> _Work instruction_
Write the records out again, exactly.

Data records:
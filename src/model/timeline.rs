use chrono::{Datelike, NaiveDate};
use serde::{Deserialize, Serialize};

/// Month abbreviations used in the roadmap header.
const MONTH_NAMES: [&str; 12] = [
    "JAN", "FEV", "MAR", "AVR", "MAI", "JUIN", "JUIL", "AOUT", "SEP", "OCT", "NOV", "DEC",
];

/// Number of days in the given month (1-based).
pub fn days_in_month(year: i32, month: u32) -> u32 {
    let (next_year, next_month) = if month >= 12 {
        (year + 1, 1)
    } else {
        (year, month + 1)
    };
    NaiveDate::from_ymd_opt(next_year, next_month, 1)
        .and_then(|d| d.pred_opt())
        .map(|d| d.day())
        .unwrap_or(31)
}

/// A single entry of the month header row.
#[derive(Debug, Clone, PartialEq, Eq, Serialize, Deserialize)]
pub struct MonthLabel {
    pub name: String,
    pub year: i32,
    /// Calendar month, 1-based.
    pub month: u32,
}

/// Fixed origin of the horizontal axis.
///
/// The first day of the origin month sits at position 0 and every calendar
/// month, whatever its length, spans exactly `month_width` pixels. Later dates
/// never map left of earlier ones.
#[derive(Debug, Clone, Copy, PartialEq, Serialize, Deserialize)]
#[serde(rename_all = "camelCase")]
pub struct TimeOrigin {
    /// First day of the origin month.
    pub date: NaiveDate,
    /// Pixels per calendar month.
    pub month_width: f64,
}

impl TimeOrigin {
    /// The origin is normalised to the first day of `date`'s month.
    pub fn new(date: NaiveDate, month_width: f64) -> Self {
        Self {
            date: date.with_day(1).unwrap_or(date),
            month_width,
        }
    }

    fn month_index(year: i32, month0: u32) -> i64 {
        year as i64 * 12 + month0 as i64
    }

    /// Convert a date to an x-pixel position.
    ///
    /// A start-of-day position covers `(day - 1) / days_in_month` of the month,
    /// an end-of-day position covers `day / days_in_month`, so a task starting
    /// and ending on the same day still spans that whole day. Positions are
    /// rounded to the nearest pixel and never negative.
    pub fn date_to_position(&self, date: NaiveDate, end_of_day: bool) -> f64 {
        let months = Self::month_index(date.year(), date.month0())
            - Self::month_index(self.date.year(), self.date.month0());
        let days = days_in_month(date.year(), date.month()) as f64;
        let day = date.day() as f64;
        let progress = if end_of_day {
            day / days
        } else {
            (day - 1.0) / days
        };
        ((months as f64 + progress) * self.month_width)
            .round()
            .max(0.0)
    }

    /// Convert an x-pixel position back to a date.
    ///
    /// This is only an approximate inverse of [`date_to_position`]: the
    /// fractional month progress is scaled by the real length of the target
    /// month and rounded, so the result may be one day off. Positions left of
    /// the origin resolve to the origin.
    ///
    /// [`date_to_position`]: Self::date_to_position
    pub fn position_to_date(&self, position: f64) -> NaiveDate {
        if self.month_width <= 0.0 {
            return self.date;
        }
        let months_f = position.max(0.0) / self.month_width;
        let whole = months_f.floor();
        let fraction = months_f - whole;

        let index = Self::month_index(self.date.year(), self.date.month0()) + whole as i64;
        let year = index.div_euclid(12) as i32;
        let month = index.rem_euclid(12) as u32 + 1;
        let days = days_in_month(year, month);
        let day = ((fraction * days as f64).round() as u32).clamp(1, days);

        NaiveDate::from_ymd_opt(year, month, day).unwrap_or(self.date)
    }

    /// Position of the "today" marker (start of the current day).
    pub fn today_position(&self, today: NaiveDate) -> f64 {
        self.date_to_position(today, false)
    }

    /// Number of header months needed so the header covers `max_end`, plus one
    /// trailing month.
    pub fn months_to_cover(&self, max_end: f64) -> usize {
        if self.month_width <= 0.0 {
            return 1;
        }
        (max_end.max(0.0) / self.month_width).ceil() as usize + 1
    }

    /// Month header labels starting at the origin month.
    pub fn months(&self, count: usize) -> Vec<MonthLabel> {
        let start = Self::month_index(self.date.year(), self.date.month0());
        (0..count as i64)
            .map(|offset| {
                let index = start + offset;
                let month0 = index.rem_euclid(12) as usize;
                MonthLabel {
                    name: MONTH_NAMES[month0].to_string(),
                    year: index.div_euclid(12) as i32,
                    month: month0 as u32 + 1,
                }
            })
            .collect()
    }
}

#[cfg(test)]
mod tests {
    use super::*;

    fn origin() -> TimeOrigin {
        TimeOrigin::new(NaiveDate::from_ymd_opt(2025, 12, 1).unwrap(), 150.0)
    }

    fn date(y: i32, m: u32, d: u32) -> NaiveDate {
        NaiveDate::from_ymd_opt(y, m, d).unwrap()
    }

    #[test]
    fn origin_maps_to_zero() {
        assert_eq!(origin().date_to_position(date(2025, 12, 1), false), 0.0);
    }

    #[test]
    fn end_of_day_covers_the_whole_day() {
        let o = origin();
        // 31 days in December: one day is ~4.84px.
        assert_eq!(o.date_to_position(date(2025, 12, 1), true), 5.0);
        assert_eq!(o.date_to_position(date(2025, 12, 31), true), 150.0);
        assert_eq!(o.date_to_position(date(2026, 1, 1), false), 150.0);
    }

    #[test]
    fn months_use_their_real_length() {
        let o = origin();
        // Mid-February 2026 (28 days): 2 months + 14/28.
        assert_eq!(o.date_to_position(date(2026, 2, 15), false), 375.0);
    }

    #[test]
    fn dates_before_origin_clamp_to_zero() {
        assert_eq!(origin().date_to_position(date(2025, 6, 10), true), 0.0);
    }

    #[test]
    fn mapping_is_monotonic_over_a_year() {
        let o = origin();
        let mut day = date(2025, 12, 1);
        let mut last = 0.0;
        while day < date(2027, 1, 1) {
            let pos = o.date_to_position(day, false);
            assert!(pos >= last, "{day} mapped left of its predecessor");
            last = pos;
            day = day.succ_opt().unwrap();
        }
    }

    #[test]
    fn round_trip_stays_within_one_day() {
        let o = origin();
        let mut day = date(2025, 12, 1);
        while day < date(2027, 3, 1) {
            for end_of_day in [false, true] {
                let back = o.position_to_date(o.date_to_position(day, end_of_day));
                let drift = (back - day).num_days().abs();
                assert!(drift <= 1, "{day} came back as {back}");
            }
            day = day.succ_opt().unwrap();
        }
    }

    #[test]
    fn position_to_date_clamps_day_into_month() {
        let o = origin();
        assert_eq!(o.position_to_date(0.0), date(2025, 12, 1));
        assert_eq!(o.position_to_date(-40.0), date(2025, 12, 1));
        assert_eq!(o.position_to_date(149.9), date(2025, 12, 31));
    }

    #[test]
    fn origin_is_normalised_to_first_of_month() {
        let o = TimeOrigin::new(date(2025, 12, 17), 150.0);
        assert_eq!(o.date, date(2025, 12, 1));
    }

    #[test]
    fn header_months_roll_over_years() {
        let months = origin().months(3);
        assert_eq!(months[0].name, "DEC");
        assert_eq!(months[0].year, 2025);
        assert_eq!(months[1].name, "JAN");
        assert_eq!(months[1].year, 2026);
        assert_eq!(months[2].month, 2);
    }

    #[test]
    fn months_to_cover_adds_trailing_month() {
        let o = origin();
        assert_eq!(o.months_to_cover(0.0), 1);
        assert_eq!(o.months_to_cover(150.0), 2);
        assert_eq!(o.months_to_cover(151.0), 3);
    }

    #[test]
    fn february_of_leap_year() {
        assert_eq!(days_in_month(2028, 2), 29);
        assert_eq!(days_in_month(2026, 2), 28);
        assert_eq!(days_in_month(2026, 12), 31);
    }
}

> _Completed task_
filename src/model/timeline.rs
use chrono::{Datelike, NaiveDate};
use serde::{Deserialize, Serialize};

/// Month abbreviations used in the roadmap header.
const MONTH_NAMES: [&str; 12] = [
    "JAN", "FEV", "MAR", "AVR", "MAI", "JUIN", "JUIL", "AOUT", "SEP", "OCT", "NOV", "DEC",
];

/// Number of days in the given month (1-based).
pub fn days_in_month(year: i32, month: u32) -> u32 {
    let (next_year, next_month) = if month >= 12 {
        (year + 1, 1)
    } else {
        (year, month + 1)
    };
    NaiveDate::from_ymd_opt(next_year, next_month, 1)
        .and_then(|d| d.pred_opt())
        .map(|d| d.day())
        .unwrap_or(31)
}

/// A single entry of the month header row.
#[derive(Debug, Clone, PartialEq, Eq, Serialize, Deserialize)]
pub struct MonthLabel {
    pub name: String,
    pub year: i32,
    /// Calendar month, 1-based.
    pub month: u32,
}

/// Fixed origin of the horizontal axis.
///
/// The first day of the origin month sits at position 0 and every calendar
/// month, whatever its length, spans exactly `month_width` pixels. Later dates
/// never map left of earlier ones.
#[derive(Debug, Clone, Copy, PartialEq, Serialize, Deserialize)]
#[serde(rename_all = "camelCase")]
pub struct TimeOrigin {
    /// First day of the origin month.
    pub date: NaiveDate,
    /// Pixels per calendar month.
    pub month_width: f64,
}

impl TimeOrigin {
    /// The origin is normalised to the first day of `date`'s month.
    pub fn new(date: NaiveDate, month_width: f64) -> Self {
        Self {
            date: date.with_day(1).unwrap_or(date),
            month_width,
        }
    }

    fn month_index(year: i32, month0: u32) -> i64 {
        year as i64 * 12 + month0 as i64
    }

    /// Convert a date to an x-pixel position.
    ///
    /// A start-of-day position covers `(day - 1) / days_in_month` of the month,
    /// an end-of-day position covers `day / days_in_month`, so a task starting
    /// and ending on the same day still spans that whole day. Positions are
    /// rounded to the nearest pixel and never negative.
    pub fn date_to_position(&self, date: NaiveDate, end_of_day: bool) -> f64 {
        let months = Self::month_index(date.year(), date.month0())
            - Self::month_index(self.date.year(), self.date.month0());
        let days = days_in_month(date.year(), date.month()) as f64;
        let day = date.day() as f64;
        let progress = if end_of_day {
            day / days
        } else {
            (day - 1.0) / days
        };
        ((months as f64 + progress) * self.month_width)
            .round()
            .max(0.0)
    }

    /// Convert an x-pixel position back to a date.
    ///
    /// This is only an approximate inverse of [`date_to_position`]: the
    /// fractional month progress is scaled by the real length of the target
    /// month and rounded, so the result may be one day off. Positions left of
    /// the origin resolve to the origin.
    ///
    /// [`date_to_position`]: Self::date_to_position
    pub fn position_to_date(&self, position: f64) -> NaiveDate {
        if self.month_width <= 0.0 {
            return self.date;
        }
        let months_f = position.max(0.0) / self.month_width;
        let whole = months_f.floor();
        let fraction = months_f - whole;

        let index = Self::month_index(self.date.year(), self.date.month0()) + whole as i64;
        let year = index.div_euclid(12) as i32;
        let month = index.rem_euclid(12) as u32 + 1;
        let days = days_in_month(year, month);
        let day = ((fraction * days as f64).round() as u32).clamp(1, days);

        NaiveDate::from_ymd_opt(year, month, day).unwrap_or(self.date)
    }

    /// Position of the "today" marker (start of the current day).
    pub fn today_position(&self, today: NaiveDate) -> f64 {
        self.date_to_position(today, false)
    }

    /// Number of header months needed so the header covers `max_end`, plus one
    /// trailing month.
    pub fn months_to_cover(&self, max_end: f64) -> usize {
        if self.month_width <= 0.0 {
            return 1;
        }
        (max_end.max(0.0) / self.month_width).ceil() as usize + 1
    }

    /// Month header labels starting at the origin month.
    pub fn months(&self, count: usize) -> Vec<MonthLabel> {
        let start = Self::month_index(self.date.year(), self.date.month0());
        (0..count as i64)
            .map(|offset| {
                let index = start + offset;
                let month0 = index.rem_euclid(12) as usize;
                MonthLabel {
                    name: MONTH_NAMES[month0].to_string(),
                    year: index.div_euclid(12) as i32,
                    month: month0 as u32 + 1,
                }
            })
            .collect()
    }
}

#[cfg(test)]
mod tests {
    use super::*;

    fn origin() -> TimeOrigin {
        TimeOrigin::new(NaiveDate::from_ymd_opt(2025, 12, 1).unwrap(), 150.0)
    }

    fn date(y: i32, m: u32, d: u32) -> NaiveDate {
        NaiveDate::from_ymd_opt(y, m, d).unwrap()
    }

    #[test]
    fn origin_maps_to_zero() {
        assert_eq!(origin().date_to_position(date(2025, 12, 1), false), 0.0);
    }

    #[test]
    fn end_of_day_covers_the_whole_day() {
        let o = origin();
        // 31 days in December: one day is ~4.84px.
        assert_eq!(o.date_to_position(date(2025, 12, 1), true), 5.0);
        assert_eq!(o.date_to_position(date(2025, 12, 31), true), 150.0);
        assert_eq!(o.date_to_position(date(2026, 1, 1), false), 150.0);
    }

    #[test]
    fn months_use_their_real_length() {
        let o = origin();
        // Mid-February 2026 (28 days): 2 months + 14/28.
        assert_eq!(o.date_to_position(date(2026, 2, 15), false), 375.0);
    }

    #[test]
    fn dates_before_origin_clamp_to_zero() {
        assert_eq!(origin().date_to_position(date(2025, 6, 10), true), 0.0);
    }

    #[test]
    fn mapping_is_monotonic_over_a_year() {
        let o = origin();
        let mut day = date(2025, 12, 1);
        let mut last = 0.0;
        while day < date(2027, 1, 1) {
            let pos = o.date_to_position(day, false);
            assert!(pos >= last, "{day} mapped left of its predecessor");
            last = pos;
            day = day.succ_opt().unwrap();
        }
    }

    #[test]
    fn round_trip_stays_within_one_day() {
        let o = origin();
        let mut day = date(2025, 12, 1);
        while day < date(2027, 3, 1) {
            for end_of_day in [false, true] {
                let back = o.position_to_date(o.date_to_position(day, end_of_day));
                let drift = (back - day).num_days().abs();
                assert!(drift <= 1, "{day} came back as {back}");
            }
            day = day.succ_opt().unwrap();
        }
    }

    #[test]
    fn position_to_date_clamps_day_into_month() {
        let o = origin();
        assert_eq!(o.position_to_date(0.0), date(2025, 12, 1));
        assert_eq!(o.position_to_date(-40.0), date(2025, 12, 1));
        assert_eq!(o.position_to_date(149.9), date(2025, 12, 31));
    }

    #[test]
    fn origin_is_normalised_to_first_of_month() {
        let o = TimeOrigin::new(date(2025, 12, 17), 150.0);
        assert_eq!(o.date, date(2025, 12, 1));
    }

    #[test]
    fn header_months_roll_over_years() {
        let months = origin().months(3);
        assert_eq!(months[0].name, "DEC");
        assert_eq!(months[0].year, 2025);
        assert_eq!(months[1].name, "JAN");
        assert_eq!(months[1].year, 2026);
        assert_eq!(months[2].month, 2);
    }

    #[test]
    fn months_to_cover_adds_trailing_month() {
        let o = origin();
        assert_eq!(o.months_to_cover(0.0), 1);
        assert_eq!(o.months_to_cover(150.0), 2);
        assert_eq!(o.months_to_cover(151.0), 3);
    }

    #[test]
    fn february_of_leap_year() {
        assert_eq!(days_in_month(2028, 2), 29);
        assert_eq!(days_in_month(2026, 2), 28);
        assert_eq!(days_in_month(2026, 12), 31);
    }
}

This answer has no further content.